Die Reaktionen fielen erwartungsgemäß nicht einheitlich aus. Auch innerhalb der Erneuerbare-Energien-Branche gibt es unterschiedliche Deutungen. Der vom Energiewirtschaftlichen Institut an der Universität zu Köln (EWI) und dem Beratungsunternehmen BET Consulting erstellte Bericht und mindestens ebenso sehr die von Wirtschaftsministerin Katherina Reiche daraus abgeleiteten Schlussfolgerungen werden recht unterschiedlich interpretiert.

Reiche habe „die Empfehlungen des Gutachtens offenbar nicht sorgfältig gelesen“, konstatiert die Deutsche Umwelthilfe (DUH).

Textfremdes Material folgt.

//! Turns an intensity grid into a mono signal whose spectrogram draws the
//! image.

use std::f64::consts::TAU;

use crate::pixels::PixelGrid;
use crate::prelude::*;

// Highest frequency painted, reached by the top row of the image
const DEFAULT_MAX_FREQUENCY: f32 = 48000.0;
// Pixels darker than this contribute nothing
const DEFAULT_INTENSITY_FLOOR: u8 = 10;
const DEFAULT_MIN_AMPLITUDE: f32 = 0.001;
const DEFAULT_MAX_AMPLITUDE: f32 = 1.0;
const MAX_INTENSITY: f32 = 255.0;

/// Produces `sample_rate * duration_seconds` samples from a pixel grid. The
/// result is not normalized.
pub trait WaveformSynthesizer {
    fn synthesize(
        &self,
        pixels: &PixelGrid,
        sample_rate: u32,
        duration_seconds: f32,
    ) -> R<Vec<f32>>;
}

/// Additive-sine painter.
///
/// Each image column owns `sample_rate * duration / width` consecutive
/// samples. Inside that span, every pixel bright enough adds a sine whose
/// amplitude follows the intensity and whose frequency follows the row, with
/// the image flipped so the top row is the highest pitch. Phase restarts at
/// zero for each column.
#[derive(Debug, Clone, Copy, PartialEq)]
pub struct SpectrogramSynth {
    pub max_frequency: f32,
    pub intensity_floor: u8,
    pub min_amplitude: f32,
    pub max_amplitude: f32,
}

impl Default for SpectrogramSynth {
    fn default() -> Self {
        Self {
            max_frequency: DEFAULT_MAX_FREQUENCY,
            intensity_floor: DEFAULT_INTENSITY_FLOOR,
            min_amplitude: DEFAULT_MIN_AMPLITUDE,
            max_amplitude: DEFAULT_MAX_AMPLITUDE,
        }
    }
}

impl SpectrogramSynth {
    fn amplitude(&self, intensity: u8) -> f32 {
        map_range(
            f32::from(intensity),
            0.0,
            MAX_INTENSITY,
            self.min_amplitude,
            self.max_amplitude,
        )
    }
}

impl WaveformSynthesizer for SpectrogramSynth {
    fn synthesize(
        &self,
        pixels: &PixelGrid,
        sample_rate: u32,
        duration_seconds: f32,
    ) -> R<Vec<f32>> {
        if sample_rate == 0 {
            return Err(anyhow!("Invalid sample rate: {sample_rate}"));
        }
        if !duration_seconds.is_finite() || duration_seconds <= 0.0 {
            return Err(anyhow!("Invalid duration: {duration_seconds}"));
        }

        let total = (f64::from(sample_rate) * f64::from(duration_seconds)) as usize;
        let column_len = total / pixels.width();
        if column_len == 0 {
            return Err(anyhow!(
                "{} columns do not fit in {total} samples; raise the duration or sample rate",
                pixels.width()
            ));
        }

        let height = pixels.height();
        let fs = f64::from(sample_rate);
        let row_step = f64::from(self.max_frequency) / height as f64;
        tracing::debug!(total, column_len, row_step, "synthesizing");

        let mut signal = vec![0.0f32; total];
        let spans = signal.chunks_exact_mut(column_len).take(pixels.width());
        for (x, span) in spans.enumerate() {
            for (y, intensity) in pixels.column(x).enumerate() {
                if intensity < self.intensity_floor {
                    continue;
                }
                let amplitude = self.amplitude(intensity);
                let frequency = (height - y) as f64 * row_step;
                let omega = TAU * frequency / fs;
                for (t, sample) in span.iter_mut().enumerate() {
                    *sample += amplitude * (omega * t as f64).sin() as f32;
                }
            }
        }
        Ok(signal)
    }
}

/// Linearly remaps `value` from one range onto another.
pub fn map_range(value: f32, from_min: f32, from_max: f32, to_min: f32, to_max: f32) -> f32 {
    to_min + (to_max - to_min) * (value - from_min) / (from_max - from_min)
}

/// Largest absolute value in `samples`, or 0 when empty.
pub fn find_max(samples: &[f32]) -> f32 {
    samples.iter().fold(0.0, |max, s| max.max(s.abs()))
}

/// Scales `samples` so the peak magnitude is 1. Silence is left alone.
pub fn normalize(samples: &mut [f32]) {
    let max = find_max(samples);
    if max == 0.0 {
        return;
    }
    let norm = 1.0 / max;
    for sample in samples.iter_mut() {
        *sample *= norm;
    }
}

Das Monitoring „wäre die Chance, einen wissenschaftlich fundierten Rahmen für die Energiewende zu schaffen“. Was die Ministerin hingegen als „Planungsrealismus“ bezeichne, sei „faktisch eine Ausbau-Bremse für die Erneuerbaren, der ‚technologieoffene Kapazitätsmarkt‘ ist ein Einfallstor für neue fossile Abhängigkeiten.“

Auch Greenpeace übt deutliche Kritik: Die Bundesregierung wünsche sich Kosteneffizienz, ignoriere dabei jedoch langfristige Kosten und Klimaschäden und wolle mit einem „Bilanztrick“ Geld sparen: „Der Energiebedarf wird kleingerechnet, um das Ziel, 80 Prozent erneuerbaren Stromverbrauch bis 2030, weiterhin zu halten. Um die deutschen und europäischen Klimaziele zu erreichen, müssen aber Wärmepumpen, Elektromobilität und Elektrifizierung der Industrie massiv ausgebaut werden“, erklärt Mira Jäger, Greenpeace-Expertin für Klima und Energie, in einer Mitteilung.

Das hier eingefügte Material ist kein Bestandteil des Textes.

fn read_easy_file(source: &Path) -> Result<AudioBuffer> {
    let config = read_header_file(source)?;
    let format = config.validate()?;
    let mut data = allocate_channels(&config)?;

    let mut views: Vec<&mut [f32]> = data.iter_mut().map(Vec::as_mut_slice).collect();
    read_file(&config, source, &mut views)?;

    Ok(AudioBuffer {
        sample_rate: config.sample_rate,
        channels: config.channel_count,
        format,
        data,
    })
}

fn decode_bytes(input: &[u8]) -> Result<AudioBuffer> {
    let header = ContainerHeader::parse(input)?;
    let config = header.to_config()?;
    let format = config.validate()?;
    let payload = payload_slice(input, config.data_size())?;

    let mut data = allocate_channels(&config)?;
    let mut views: Vec<&mut [f32]> = data.iter_mut().map(Vec::as_mut_slice).collect();
    deinterleave(payload, &config, format, &mut views);

    Ok(AudioBuffer {
        sample_rate: config.sample_rate,
        channels: config.channel_count,
        format,
        data,
    })
}

fn payload_slice(bytes: &[u8], expected: u64) -> std::result::Result<&[u8], ContainerError> {
    let found = (bytes.len() as u64).saturating_sub(DATA_OFFSET);
    if found < expected {
        return Err(ContainerError::ShortPayload { expected, found });
    }
    Ok(&bytes[WAV_HEADER_SIZE..WAV_HEADER_SIZE + expected as usize])
}

fn deinterleave(
    payload: &[u8],
    config: &WavConfig,
    format: SampleFormat,
    channel_buffers: &mut [&mut [f32]],
) {
    let width = format.bytes_per_sample();
    let block_align = width * usize::from(config.channel_count);
    let frames = payload
        .chunks_exact(block_align)
        .take(config.sample_count as usize);

    for (frame, bytes) in frames.enumerate() {
        for (channel, raw) in bytes.chunks_exact(width).enumerate() {
            channel_buffers[channel][frame] = sample::decode_sample(raw, format);
        }
    }
}
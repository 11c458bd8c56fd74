pub use crate::codecs::*;
pub use crate::error::{ConfigError, ContainerError, Result, WavError};
pub use anyhow::{Context, Result as R, anyhow};
pub use byteorder::{LittleEndian, ReadBytesExt, WriteBytesExt};

pub use std::io::{Read, Seek, SeekFrom, Write};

Tina Löffelsend, Abteilungsleiterin Klimaschutz beim Bund für Umwelt und Naturschutz Deutschland (BUND), ist ebenfalls unzufrieden: Reiche leite mit dem Monitoring „eine neue Phase der Verunsicherung für die Energiewende ein“, statt die Elektrifizierung und den dafür nötigen Erneuerbaren-Ausbau voranzubringen, setze sie „auf klimafeindliche Gaskraftwerke und teure, riskante Technologien wie CCS“. Das „Wasserstoff-ready“ für die geplanten Kraftwerke „ist bei Reiche ein Etikett ohne Inhalt“, und das erklärte Festhalten am Ziel von 80 Prozent Erneuerbaren im Stromsektor bis 2030 werde „zur Kosmetik“, so der BUND.

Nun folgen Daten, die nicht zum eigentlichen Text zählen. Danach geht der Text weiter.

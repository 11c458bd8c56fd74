//! Error types for the WAV codec.
//!
//! Every failure falls into one of four families: an invalid [`WavConfig`],
//! an I/O failure on the file being read or written, a malformed container, or
//! a failed allocation of the transient payload buffer.
//!
//! [`WavConfig`]: crate::codecs::WavConfig

use std::io;
use std::path::PathBuf;

use thiserror::Error;

/// Result type for codec operations.
pub type Result<T> = std::result::Result<T, WavError>;

/// Errors that can occur when reading or writing a WAV file.
#[derive(Debug, Error)]
pub enum WavError {
    /// The caller-supplied configuration or buffers were rejected.
    #[error("invalid configuration: {0}")]
    InvalidConfig(#[from] ConfigError),

    /// Opening, seeking, reading, writing or flushing a file failed.
    #[error("I/O error on {}: {source}", path.display())]
    Io {
        path: PathBuf,
        #[source]
        source: io::Error,
    },

    /// The file does not follow the fixed RIFF/fmt/data layout.
    #[error("malformed container: {0}")]
    MalformedContainer(#[from] ContainerError),

    /// The internal payload buffer could not be reserved.
    #[error("failed to allocate {bytes} bytes for the sample payload")]
    Allocation { bytes: usize },
}

impl WavError {
    pub(crate) fn io(path: impl Into<PathBuf>, source: io::Error) -> Self {
        Self::Io {
            path: path.into(),
            source,
        }
    }

    /// True for failures of the environment rather than of the input:
    /// I/O and allocation errors.
    pub fn is_resource_failure(&self) -> bool {
        matches!(self, Self::Io { .. } | Self::Allocation { .. })
    }
}

/// Precondition failures, listed in the order they are checked.
#[derive(Debug, Clone, PartialEq, Eq, Error)]
pub enum ConfigError {
    #[error("path must not be empty")]
    EmptyPath,

    #[error("channel data must hold {expected} channels, got {got}")]
    MissingChannelData { expected: u16, got: usize },

    #[error("number of channels must be greater than 0")]
    ZeroChannels,

    #[error("number of samples must be greater than 0")]
    ZeroSamples,

    #[error("sample rate must be greater than 0")]
    ZeroSampleRate,

    #[error("bit depth must be 8, 16, 24 or 32, got {0}")]
    UnsupportedBitDepth(u16),

    #[error("channel {channel} holds {len} samples, expected at least {expected}")]
    ShortChannel {
        channel: usize,
        len: usize,
        expected: u32,
    },

    #[error("payload of {bytes} bytes does not fit a RIFF container")]
    PayloadTooLarge { bytes: u64 },

    #[error("byte rate of {bytes_per_second} bytes/s does not fit the fmt chunk")]
    ByteRateOverflow { bytes_per_second: u64 },

    #[error("frame of {block_align} bytes does not fit the fmt chunk")]
    FrameTooWide { block_align: u32 },
}

/// Structural failures found while parsing a container.
#[derive(Debug, Clone, PartialEq, Eq, Error)]
pub enum ContainerError {
    #[error("invalid {field} tag: expected {expected:?}, found {found:?}")]
    TagMismatch {
        field: &'static str,
        expected: String,
        found: String,
    },

    #[error("header truncated at {field}: parsed {parsed} of {expected} bytes")]
    ShortHeader {
        field: &'static str,
        parsed: usize,
        expected: usize,
    },

    #[error("fmt chunk size must be 16, found {0}")]
    UnexpectedFmtSize(u32),

    #[error("unsupported format code {format_code} for {bit_depth}-bit samples")]
    UnsupportedFormat { format_code: u16, bit_depth: u16 },

    #[error("block align {found} does not match {expected} for the declared format")]
    BlockAlignMismatch { expected: u16, found: u16 },

    #[error("channel count must be greater than 0")]
    ZeroChannels,

    #[error("sample rate must be greater than 0")]
    ZeroSampleRate,

    #[error("data chunk is empty")]
    EmptyData,

    #[error("data size {data_size} is not a multiple of the {frame_size}-byte frame")]
    IndivisibleDataSize { data_size: u32, frame_size: u32 },

    #[error("payload truncated: expected {expected} bytes, found {found}")]
    ShortPayload { expected: u64, found: u64 },
}
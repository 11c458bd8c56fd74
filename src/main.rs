//! img2wav: paints an image into the spectrogram of a mono WAV file.
//!
//! ```bash
//! img2wav 44100 5 picture.jpg out.wav
//! img2wav 48000 2.5 picture.png out.wav --bit-depth 16 --clamp
//! ```

use std::path::PathBuf;

use clap::Parser;
use tracing_subscriber::EnvFilter;

use img2wav_lib::prelude::*;
use img2wav_lib::{ImagePixels, RenderSettings, SpectrogramSynth, image_to_wav};

/// Convert an image to the frequency spectrum of an audio file.
#[derive(Parser, Debug)]
#[command(name = "img2wav", version, about)]
struct Cli {
    /// Output sample rate in Hz.
    sample_rate: f64,

    /// Length of the signal in seconds.
    duration: f32,

    /// PNG or JPEG image to paint.
    input: PathBuf,

    /// Destination WAV file.
    output: PathBuf,

    /// Bits per sample: 8, 16, 24 or 32 (float).
    #[arg(long, default_value_t = 32)]
    bit_depth: u16,

    /// Saturate out-of-range 8- and 24-bit samples instead of wrapping them.
    #[arg(long)]
    clamp: bool,

    /// Panic on I/O and allocation failures instead of reporting them.
    #[arg(long)]
    strict: bool,

    /// Enable verbose (debug-level) logging.
    #[arg(short, long)]
    verbose: bool,
}

fn main() -> R<()> {
    let cli = Cli::parse();

    // RUST_LOG wins over --verbose when set.
    let level = if cli.verbose { "debug" } else { "info" };
    let filter = EnvFilter::try_from_default_env().unwrap_or_else(|_| EnvFilter::new(level));
    tracing_subscriber::fmt()
        .with_env_filter(filter)
        .with_writer(std::io::stderr)
        .init();

    let sample_rate = parse_sample_rate(cli.sample_rate)?;
    if !cli.duration.is_finite() || cli.duration <= 0.0 {
        return Err(anyhow!("Invalid transmission time: {}", cli.duration));
    }

    let mut options = CodecOptions::default();
    if cli.clamp {
        options = options.with_overflow(OverflowPolicy::Clamp);
    }
    if cli.strict {
        options = options.with_failure_policy(FailurePolicy::Abort);
    }
    let settings = RenderSettings::new(sample_rate, cli.duration)
        .with_bit_depth(cli.bit_depth)
        .with_options(options);

    let start_time = std::time::Instant::now();
    let frames = image_to_wav(
        &ImagePixels::new(&cli.input),
        &SpectrogramSynth::default(),
        &settings,
        &cli.output,
    )?;

    tracing::info!(
        frames,
        elapsed_s = start_time.elapsed().as_secs_f32(),
        "wrote {}",
        cli.output.display()
    );
    Ok(())
}

fn parse_sample_rate(raw: f64) -> R<u32> {
    let rounded = raw.round();
    if !raw.is_finite() || rounded < 1.0 || rounded > f64::from(u32::MAX) {
        return Err(anyhow!("Invalid sample rate: {raw}"));
    }
    Ok(rounded as u32)
}
use nu_ansi_term::{Color as AnsiColor, Style};

/// Width of the section banners.
const BANNER_WIDTH: usize = 60;

/// Human-facing progress output.
///
/// Steps and detail lines go to stdout, errors and warnings to stderr.
/// A silent console swallows everything, which is what machine-readable
/// modes and tests want.
#[derive(Debug, Clone, Copy, PartialEq, Eq)]
pub struct Console {
    use_color: bool,
    verbose: bool,
    silent: bool,
}

impl Console {
    pub fn new(use_color: bool, verbose: bool) -> Self {
        Self {
            use_color,
            verbose,
            silent: false,
        }
    }

    pub fn silent() -> Self {
        Self {
            use_color: false,
            verbose: false,
            silent: true,
        }
    }

    pub fn is_verbose(&self) -> bool {
        self.verbose && !self.silent
    }

    pub fn is_silent(&self) -> bool {
        self.silent
    }

    pub fn use_color(&self) -> bool {
        self.use_color
    }

    pub fn paint(&self, color: AnsiColor, text: &str) -> String {
        if self.use_color {
            color.paint(text).to_string()
        } else {
            text.to_string()
        }
    }

    pub fn paint_style(&self, style: Style, text: &str) -> String {
        if self.use_color {
            style.paint(text).to_string()
        } else {
            text.to_string()
        }
    }

    /// A major step: `==> message`.
    pub fn step(&self, message: &str) {
        if !self.silent {
            println!("{} {}", self.paint(AnsiColor::Green, "==>"), message);
        }
    }

    /// Detail shown only in verbose mode: `  → message`.
    pub fn detail(&self, message: &str) {
        if self.is_verbose() {
            println!("{} {}", self.paint(AnsiColor::Blue, "  →"), message);
        }
    }

    pub fn line(&self, message: &str) {
        if !self.silent {
            println!("{message}");
        }
    }

    pub fn blank(&self) {
        self.line("");
    }

    pub fn error(&self, message: &str) {
        if !self.silent {
            eprintln!("{} {}", self.paint(AnsiColor::Red, "ERROR:"), message);
        }
    }

    pub fn warning(&self, message: &str) {
        if !self.silent {
            eprintln!("{} {}", self.paint(AnsiColor::Yellow, "WARNING:"), message);
        }
    }

    /// Title framed by two heavy rules.
    pub fn banner(&self, title: &str) {
        if self.silent {
            return;
        }
        let rule = "═".repeat(BANNER_WIDTH);
        println!();
        println!("{}", self.paint(AnsiColor::Blue, &rule));
        println!("{}", self.paint(AnsiColor::Blue, title));
        println!("{}", self.paint(AnsiColor::Blue, &rule));
        println!();
    }

    /// Section heading used by the verifier checklist.
    pub fn section(&self, title: &str) {
        self.line(&self.paint(AnsiColor::Blue, &format!("=== {title} ===")));
    }

    pub fn rule(&self) -> String {
        self.paint(AnsiColor::Blue, &"═".repeat(BANNER_WIDTH))
    }
}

Oliver Hummel, Vorstandsvorsitzender der Naturstrom AG, ist nicht gar so rigoros, erkennt aber eine „Unwucht“ in den Schlussfolgerungen der Ministerin. Er könne sie „nur zum Teil mitgehen“, er halte „insbesondere die sich abzeichnende Absenkung der Zubauziele für erneuerbare Energien“ für falsch. Es sei zwar richtig, dass der Stromverbrauch zuletzt nicht so gewachsen sei wie prognostiziert. „Wenn wir aber erstens das von allen gewünschte Wirtschaftswachstum endlich in Gang bekommen, zweitens beim Klimaschutz im Gebäude- und Verkehrssektor vorankommen und drittens auch bei der Digitalisierung vorne mitspielen wollen, wird sich dies sehr schnell ändern.“ Von einem niedrigeren Bedarf auszugehen, bedeute hingegen „das stillschweigende Eingeständnis, sektorenübergreifend – also inklusive Gebäude, Verkehr und Industrie – die Klimaschutzziele zu verfehlen.“ Hummel kritisiert ausdrücklich auch die Ankündigung, Fördermaßnahmen zu prüfen und tendenziell zurückzufahren. Hiermit dürfte „vor allem die Aufdach-Photovoltaik gemeint sein“, während andererseits CCS- und CCU- Technologien zur CO2-Abscheidung und -Nutzung propagiert würden, „die sich in Deutschland nicht ohne massive staatliche Unterstützung werden etablieren lassen. Hier droht zweierlei Maß angelegt zu werden.“

Lob für die Arbeit der Gutachter und Kritik für die Schlussfolgerungen der Ministerin kommt vom Energietechnikanbieter Enpal. Die Autoren hätten „richtig erkannt, wo die zentralen Schwachstellen der Energiewende in Deutschland liegen“ und eindeutige Empfehlungen zur Behebung gegeben. Das Wirtschaftsministerium schlage jedoch „Maßnahmen vor, die teilweise in die entgegengesetzte Richtung gehen“ und ignoriere damit nicht nur die Empfehlungen, sondern sorge auch für neue Unsicherheit im Markt.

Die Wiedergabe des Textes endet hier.